Мы явно еще в Каире. Он прилетел сюда? Так быстро? Ну конечно, он прилетел. Меня не было год. Все это время он меня искал, поднял на уши полицию Франции, выпал из рабочих процессов. Это же Кристиан. Он великолепен, и он любит меня. Правда, любит не той любовью, на которую я могла бы ответить с той же пылкостью. Но сейчас, кажется, я была рада.
Я судорожно оглянулась, как будто мой похититель мог обнаружиться где-то в глубине скомканных теней по углам, и тем самым привлекла внимание мужа. Кристиан оборвал разговор и развернулся. Его красивые глаза были печальны и пусты, но когда наши взгляды встретились, они вспыхнули.

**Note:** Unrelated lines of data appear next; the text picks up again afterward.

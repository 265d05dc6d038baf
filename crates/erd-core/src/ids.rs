//! Strongly typed, zero-cost identifier wrappers.
//!
//! All IDs are `Copy + Ord + Hash` so they can be used as map keys and sorted
//! collection elements without ceremony.  Values are assigned by the caller
//! (topology files, unit rosters) and carry no dense-index meaning — the
//! network and registries key maps by them rather than indexing arrays.

use std::fmt;

/// Generate a typed ID wrapper around a primitive integer.
macro_rules! typed_id {
    ($(#[$attr:meta])* $vis:vis struct $name:ident($inner:ty);) => {
        $(#[$attr])*
        #[derive(Copy, Clone, PartialEq, Eq, Hash, PartialOrd, Ord, Debug)]
        $vis struct $name(pub $inner);

        impl fmt::Display for $name {
            fn fmt(&self, f: &mut fmt::Formatter<'_>) -> fmt::Result {
                write!(f, "{}({})", stringify!($name), self.0)
            }
        }

        impl From<$inner> for $name {
            #[inline(always)]
            fn from(raw: $inner) -> Self {
                Self(raw)
            }
        }
    };
}

typed_id! {
    /// Identity of a network location (city, dispatch center, incident site).
    /// Location equality throughout the workspace is by this id alone.
    pub struct LocationId(u32);
}

typed_id! {
    /// Identity of a reported incident.
    pub struct IncidentId(u32);
}

typed_id! {
    /// Identity of a mobile response unit.
    pub struct UnitId(u32);
}
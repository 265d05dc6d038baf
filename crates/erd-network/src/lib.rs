//! `erd-network` — weighted transportation network and routing.
//!
//! # Crate layout
//!
//! | Module       | Contents                                                  |
//! |--------------|-----------------------------------------------------------|
//! | [`location`] | `Location`, `LocationKind`, `Route`                       |
//! | [`network`]  | `Network` — location set + mutable adjacency structure    |
//! | [`pathfind`] | `Pathfinder` trait, `Path`, Dijkstra and A* engines       |
//!
//! # Result convention
//!
//! Unreachable destinations are a normal negative result, not a fault: every
//! routing query returns `Option<Path>` and callers branch on `None`.

pub mod location;
pub mod network;
pub mod pathfind;

#[cfg(test)]
mod tests;

pub use location::{Location, LocationKind, Route};
pub use network::Network;
pub use pathfind::{AStarPathfinder, DijkstraPathfinder, Path, Pathfinder};
//! `erd-dispatch` — the dispatch orchestrator.
//!
//! # Crate layout
//!
//! | Module        | Contents                                                |
//! |---------------|---------------------------------------------------------|
//! | [`incident`]  | `Incident`, `IncidentStatus`                            |
//! | [`unit`]      | `ResponseUnit`, `UnitStatus`                            |
//! | [`queue`]     | `IncidentQueue` — severity/FIFO priority queue          |
//! | [`observer`]  | `DispatchObserver` trait, `DispatchEvent`, `NoopObserver` |
//! | [`scheduler`] | `Dispatcher` — matching, resolution, repositioning      |
//!
//! # Call model
//!
//! Reporting an incident synchronously attempts a dispatch before
//! returning; resolving one re-attempts the queue head.  There is no
//! background retry — an unservable incident stays queued until a later
//! report/resolve call finds capacity.  Callers needing concurrent access
//! must serialize report/resolve/dispatch as atomic units.

pub mod incident;
pub mod observer;
pub mod queue;
pub mod scheduler;
pub mod unit;


pub use incident::{Incident, IncidentStatus};
pub use observer::{DispatchEvent, DispatchObserver, NoopObserver};
pub use queue::IncidentQueue;
pub use scheduler::{Dispatcher, RepositionAdvice, Strategy};
pub use unit::{ResponseUnit, UnitStatus};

Он пересек палату, сел рядом, не торопясь меня обнимать. Мощное академическое образование психолога так просто не растерять. Он знает, что переживает жертва насилия. Поэтому я отшатнулась, придала лицу выражение шока. По щекам снова покатились слезы — а это уже не игра.
Очень медленно и очень мягко он поднял правую руку, протянул ее так, чтобы я могла рассмотреть, что она пуста и открыта, что никакого замаха для удара нет, что он просто хочет прикоснуться, чтобы передать толику своей силы. Когда его ладонь опустилась на мое плечо, я тихонько заскулила. И это, кажется, тоже была не игра. Я смотрела ему в глаза, по щекам текли слезы. Кровь стыда вдруг бросилась в лицо. Перед глазами пробежали картинки всех тех безумных ночей, которые я провела на яхте. Я зажмурилась, задрожала, раскачиваясь на постели из стороны в сторону. И почувствовала, как руки мужа с предельной нежностью, но властно поднимают меня, прижимают к похудевшей за этот год груди. Меня окутывает его аромат. Колотит, но сознание, как назло, отказывается отключаться, не позволяя мне получить столь необходимую сейчас передышку. Крис осторожно гладит меня по волосам. Я плачу и дрожу.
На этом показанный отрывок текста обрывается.